Vorange4: theres no rules
Vorange4: but im a scared fellow
Vorange4: arent you the type to bite vital organs off
Vorange4: i heard they used to call you liver chomper steph back in the war
Vorange4: and cerebral cortex grinder in alabama
Trippychick170: oh i understand. i won't bother then. we'll keep it purely electronic
Vorange4: fuck it, if you want more then im goddamn talking to you tomorrow
Vorange4: oh yeah, and im going to mention the weather...
Trippychick170: no no.
Vorange4: your screwed
Vorange4: i have a mission
Vorange4: i am like so fucking going to talk to you tomorrow is not even slightly laugh worthy
Trippychick170: its kinda laugh worthy
Vorange4: ah! youre right
Vorange4: do you see what i have to contend with?
Vorange4: i couldve been a contenda...
Trippychick170: no not really i just see you, an
Vorange4: what are you doing tonight, how about i come over where you are and we can talk, you dig?
Vorange4: ill bring a half full bag of walnuts
Trippychick170: ummm...if you wish to drive all that ways. you cant stay too long. bu tif you want to go through the trouble
Vorange4: nah! thatd just be crazzzzy
Vorange4: im not crazzzzy
Trippychick170: would it?
Trippychick170: oh okey
Trippychick170: well whatever makes you happy
Vorange4: besides where would i get a half full bag of walnuts
Vorange4: thats my major roadblock
Trippychick170: oh well if it helps i've never been a major fan of walnuts
Vorange4: i wish it did help but thats the only thing i like anymore
Vorange4: i jest
Vorange4: whats your nut of choice
Trippychick170: oh good
Vorange4: youre not a pecan lady are you
Trippychick170: not peanuts i'm so tired of them
Vorange4: i dig that
Vorange4: peanuts are soooo played
Vorange4: i have several pecan trees behind my house
Vorange4: i went out there yesterday
Vorange4: thats where the chicken got killed
Vorange4: lots of feathers
Vorange4: damn shame it is
Vorange4: the whole lot
Trippychick170: did you see any sighs of the the eater
Vorange4: theyre too crafty and nocturnal
Trippychick170: i see, i have a conffesion
Trippychick170: it was me
Vorange4: me thinks it was a coon
Vorange4: you sure can make em scream
Vorange4: i bet youre a demon in the sack
Trippychick170: i'm not one to float my own boat but i have had comments of the positive persuasion
Vorange4: another chicken was missing tonight
Trippychick170: wasn't me
Vorange4: i can see through your js slshes and ks
Vorange4: you mean to float your boat all the way up the nile and back again
Trippychick170: thats a bit far
Vorange4: this lady called my house tonight
Trippychick170: was she hot?
Vorange4: and apparently her daughter moved back in with her
Vorange4: no, shes 50 some
Vorange4: well, maybe yeah
Vorange4: i want swallow this marble but i dont want to have to evacuate it
Vorange4: can you see the dilemma im in?
Trippychick170: did you?
Vorange4: no, logic triumphed over spontaneity
Vorange4: it was a harsh battle
Trippychick170: too bad
Vorange4: lots of writhing on the floor speaking in tongues
Trippychick170: it would have been a cool story, or a reason for me to laugh at you. j/k
Vorange4: laugh allllll you want ms joke lady
Trippychick170: i still haven't done my pederson hoemwork
Vorange4: we should hang out
Vorange4: im in that same boat
Vorange4: and its getting awfully close to sinking time
Vorange4: good think ive got gills
Vorange4: oh wait!
Vorange4: those arent gills those are scabs!

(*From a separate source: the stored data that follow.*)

use glim_blocks::types::FaceRole;
use glim_geom::Vec3;

#[derive(Copy, Clone, Debug, Eq, PartialEq, Hash)]
pub enum Face {
    PosY = 0,
    NegY = 1,
    PosX = 2,
    NegX = 3,
    PosZ = 4,
    NegZ = 5,
}

pub const ALL_FACES: [Face; 6] = [
    Face::PosY,
    Face::NegY,
    Face::PosX,
    Face::NegX,
    Face::PosZ,
    Face::NegZ,
];

impl Face {
    /// Returns the `[0..6)` index of this face. Matches
    /// `glim_chunk::FACE_OFFSETS` and the snapshot neighbor order.
    #[inline]
    pub fn index(self) -> usize {
        self as usize
    }

    /// Returns the unit-normal vector for this face.
    #[inline]
    pub fn normal(self) -> Vec3 {
        let (dx, dy, dz) = self.delta();
        Vec3::new(dx as f32, dy as f32, dz as f32)
    }

    /// Returns the integer grid delta `(dx,dy,dz)` when stepping out of this face.
    #[inline]
    pub fn delta(self) -> (i32, i32, i32) {
        glim_chunk::FACE_OFFSETS[self.index()]
    }

    /// The two in-plane tangent axes as grid deltas, ordered so that
    /// `tangent_u x tangent_v` points along the outward normal.
    #[inline]
    pub fn tangents(self) -> ((i32, i32, i32), (i32, i32, i32)) {
        match self {
            Face::PosY => ((0, 0, 1), (1, 0, 0)),
            Face::NegY => ((1, 0, 0), (0, 0, 1)),
            Face::PosX => ((0, 1, 0), (0, 0, 1)),
            Face::NegX => ((0, 0, 1), (0, 1, 0)),
            Face::PosZ => ((1, 0, 0), (0, 1, 0)),
            Face::NegZ => ((0, 1, 0), (1, 0, 0)),
        }
    }

    /// Classifies the face into top/bottom/side role for material lookup.
    #[inline]
    pub fn role(self) -> FaceRole {
        match self {
            Face::PosY => FaceRole::Top,
            Face::NegY => FaceRole::Bottom,
            _ => FaceRole::Side,
        }
    }
}
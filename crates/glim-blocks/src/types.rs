pub type BlockId = u16;

/// One voxel worth of world state: the block type id.
#[derive(Copy, Clone, Debug, Default, PartialEq, Eq, Hash)]
pub struct Block {
    pub id: BlockId,
}

impl Block {
    pub const AIR: Block = Block { id: 0 };

    #[inline]
    pub const fn new(id: BlockId) -> Self {
        Self { id }
    }

    #[inline]
    pub fn is_air(self) -> bool {
        self.id == 0
    }
}

/// Stable handle into the material catalog; doubles as the texture-atlas
/// reference in the mesh output contract.
#[derive(Copy, Clone, Debug, Default, PartialEq, Eq, Hash)]
pub struct MaterialId(pub u16);

/// Which face of a cube a material selector applies to.
#[derive(Copy, Clone, Debug, PartialEq, Eq, Hash)]
pub enum FaceRole {
    All,
    Top,
    Bottom,
    Side,
}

Vorange4: what play are you presumably doing
Trippychick170: as you like it
Vorange4: iago and i are having some quality time
Vorange4: by that i mean im doing othello
Trippychick170: oh that was my first one
Vorange4: key! so whats the secret and the theme and the meaning of life according to othello
Vorange4: and what shoe size does othello wear
Trippychick170: got me i read the spark notes
Vorange4: ooooh sparks
Vorange4: can you believe after all these years pederson still expects us to read and write things
Vorange4: i find it hard to believe
Vorange4: she must be really dense
Trippychick170: are you making fun of my anti read protest?

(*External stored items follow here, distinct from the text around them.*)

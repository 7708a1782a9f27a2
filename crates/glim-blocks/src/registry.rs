use std::collections::HashMap;
use std::error::Error;

use super::config::BlocksConfig;
use super::material::MaterialCatalog;
use super::types::{Block, BlockId, FaceRole, MaterialId};

/// Per-face material resolution compiled from a block definition.
#[derive(Default, Clone, Debug)]
pub struct CompiledMaterials {
    pub all: Option<MaterialId>,
    pub top: Option<MaterialId>,
    pub bottom: Option<MaterialId>,
    pub side: Option<MaterialId>,
}

impl CompiledMaterials {
    pub fn material_for(&self, role: FaceRole) -> Option<MaterialId> {
        match role {
            FaceRole::Top => self.top.or(self.all),
            FaceRole::Bottom => self.bottom.or(self.all),
            FaceRole::Side => self.side.or(self.all),
            FaceRole::All => self.all,
        }
    }
}

#[derive(Clone, Debug)]
pub struct BlockType {
    pub name: String,
    /// Solid full cube: occludes neighbor faces and stops light.
    pub solid: bool,
    /// Whether light may pass through this voxel.
    pub propagates_light: bool,
    /// Block-light emission level in 0..=15.
    pub emission: u8,
    pub materials: CompiledMaterials,
}

#[derive(Default, Clone, Debug)]
pub struct BlockRegistry {
    pub materials: MaterialCatalog,
    pub blocks: Vec<BlockType>,
    pub by_name: HashMap<String, BlockId>,
    pub unknown_block_id: Option<BlockId>,
}

impl BlockRegistry {
    pub fn new() -> Self {
        Self {
            materials: MaterialCatalog::new(),
            blocks: Vec::new(),
            by_name: HashMap::new(),
            unknown_block_id: None,
        }
    }

    #[inline]
    pub fn get(&self, id: BlockId) -> Option<&BlockType> {
        self.blocks.get(id as usize)
    }

    pub fn id_by_name(&self, name: &str) -> Option<BlockId> {
        self.by_name.get(name).copied()
    }

    /// Solid voxels occlude neighbor faces and transmit no light.
    #[inline]
    pub fn is_opaque(&self, b: Block) -> bool {
        self.get(b.id).map(|ty| ty.solid).unwrap_or(true)
    }

    /// Whether light may enter this voxel during propagation.
    #[inline]
    pub fn light_passable(&self, b: Block) -> bool {
        if b.is_air() {
            return true;
        }
        self.get(b.id).map(|ty| ty.propagates_light).unwrap_or(false)
    }

    /// Block-light emission of this voxel, 0 when unknown.
    #[inline]
    pub fn emission(&self, b: Block) -> u8 {
        self.get(b.id).map(|ty| ty.emission).unwrap_or(0)
    }

    pub fn material_for(&self, b: Block, role: FaceRole) -> MaterialId {
        self.get(b.id)
            .and_then(|ty| ty.materials.material_for(role))
            .or_else(|| {
                self.unknown_block_id
                    .and_then(|id| self.blocks.get(id as usize))
                    .and_then(|ty| ty.materials.material_for(role))
            })
            .unwrap_or(MaterialId(0))
    }

    pub fn from_configs(
        materials: MaterialCatalog,
        cfg: BlocksConfig,
    ) -> Result<Self, Box<dyn Error>> {
        // Pass 1: fixed ids claim their slots.
        let mut max_id: usize = 0;
        for def in &cfg.blocks {
            if let Some(id) = def.id {
                max_id = max_id.max(id as usize);
            }
        }
        max_id = max_id.max(cfg.blocks.len().saturating_sub(1));
        let placeholder = BlockType {
            name: String::new(),
            solid: false,
            propagates_light: true,
            emission: 0,
            materials: CompiledMaterials::default(),
        };
        let mut blocks: Vec<Option<BlockType>> = vec![None; max_id + 1];
        let mut by_name: HashMap<String, BlockId> = HashMap::new();

        let compile = |def: &super::config::BlockDef| -> Result<BlockType, Box<dyn Error>> {
            let mut compiled = CompiledMaterials::default();
            if let Some(m) = &def.materials {
                let resolve = |key: &Option<String>| -> Result<Option<MaterialId>, Box<dyn Error>> {
                    match key {
                        None => Ok(None),
                        Some(k) => materials
                            .get_id(k)
                            .map(Some)
                            .ok_or_else(|| format!("unknown material key '{k}' for block '{}'", def.name).into()),
                    }
                };
                compiled.all = resolve(&m.all)?;
                compiled.top = resolve(&m.top)?;
                compiled.bottom = resolve(&m.bottom)?;
                compiled.side = resolve(&m.side)?;
            }
            let solid = def.solid.unwrap_or(true);
            Ok(BlockType {
                name: def.name.clone(),
                solid,
                propagates_light: def.propagates_light.unwrap_or(!solid),
                emission: def.emission.unwrap_or(0).min(15),
                materials: compiled,
            })
        };

        for def in cfg.blocks.iter().filter(|d| d.id.is_some()) {
            let id = def.id.unwrap() as usize;
            if blocks[id].is_some() {
                return Err(format!("duplicate block id {id} ('{}')", def.name).into());
            }
            if by_name.contains_key(&def.name) {
                return Err(format!("duplicate block name '{}'", def.name).into());
            }
            blocks[id] = Some(compile(def)?);
            by_name.insert(def.name.clone(), id as BlockId);
        }
        // Pass 2: the rest fill the gaps in declaration order.
        let mut cursor = 0usize;
        for def in cfg.blocks.iter().filter(|d| d.id.is_none()) {
            while blocks[cursor].is_some() {
                cursor += 1;
            }
            if by_name.contains_key(&def.name) {
                return Err(format!("duplicate block name '{}'", def.name).into());
            }
            blocks[cursor] = Some(compile(def)?);
            by_name.insert(def.name.clone(), cursor as BlockId);
        }

        let blocks: Vec<BlockType> = blocks
            .into_iter()
            .map(|b| b.unwrap_or_else(|| placeholder.clone()))
            .collect();
        if blocks.first().map(|b| b.name.as_str()) != Some("air") {
            return Err("block id 0 must be 'air'".into());
        }
        let unknown_block_id = cfg
            .unknown_block
            .as_deref()
            .and_then(|n| by_name.get(n).copied());
        Ok(Self {
            materials,
            blocks,
            by_name,
            unknown_block_id,
        })
    }

    pub fn from_toml_strs(materials_toml: &str, blocks_toml: &str) -> Result<Self, Box<dyn Error>> {
        let materials = MaterialCatalog::from_toml_str(materials_toml)?;
        let cfg: BlocksConfig = toml::from_str(blocks_toml)?;
        Self::from_configs(materials, cfg)
    }
}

Vorange4: like nathan stupid med high guy dense
Vorange4: i also didnt read
Vorange4: for the past two years
Vorange4: if anyone is being made fun of its some third party
Vorange4: i hold you in high esteem
Vorange4: please accept my apologies for the misunderstanding
Trippychick170: its okey, don't fret
Vorange4: done and done and i mean done!
Vorange4: i am wicked hot
Vorange4: burning in the head
Vorange4: feverish mad dog
Vorange4: hoowee i had nifty slice of pie for dinner
Vorange4: did you sup?
Trippychick170: umm, no not really. i'll eat later
Vorange4: is it all the coke suppressing your appetite?
Trippychick170: you and your crazy ideas. so i'm getting an mp3 player for christmas
Vorange4: my dad used to not eat for 4 or 5 days at a time
Vorange4: thats grand
Vorange4: those are good for music listening
Trippychick170: thats right your dad used to be in that sceen
Vorange4: mad wack into it
Vorange4: he even had the tshit and hat
Vorange4: and the entire collectors set
Vorange4: but he auctioned it all of on ebay
Vorange4: made a nice profit
Trippychick170: lol. well i make a nice profit from it too
Vorange4: ooh, so thats the business?
Trippychick170: yup i made 70 today. it was an up day i usually only make an average 30n to 40
Vorange4: oh man my mom was telling the other day that i should have gotten into drug dealing since im obviously going to be a failure
Vorange4: shes such a nice lady
Trippychick170: lol, i think your one of the brightest people i know
Vorange4: thats a sad sate to be in
Trippychick170: for me or you?
Trippychick170: no i think you are the top one
Vorange4: oh yeah, one of those
Vorange4: bam, you must be hangin out with a lot of tree trunks
Trippychick170: lol. you say it like its a bad thing
Vorange4: s: "so there tree trunk, how are you"
s: "thats nice"
Trippychick170: yup thats me
Trippychick170: well it seems that your crazy adventure to mi casa fell through. maybe next time when yor more daring to it earlier. i'll see you later
Vorange4: oh thats it
Vorange4: i am so coming over tonight
Trippychick170: how bout tomm, when i have make up on and my hairs not so wet
Vorange4: what!!!! fucking makeup and dryness!
Vorange4: i wont have it
Trippychick170: no i think you should take that pacakge deal, i'm pretty ugly
Vorange4: yeah well i get booed at by sewer hobos
Vorange4: so you might actually be in my league for once
Trippychick170: oh yeah those super model hobos
Trippychick170: sweet dreams
Vorange4: thank you deary
Vorange4: hows that crying sleep coming along?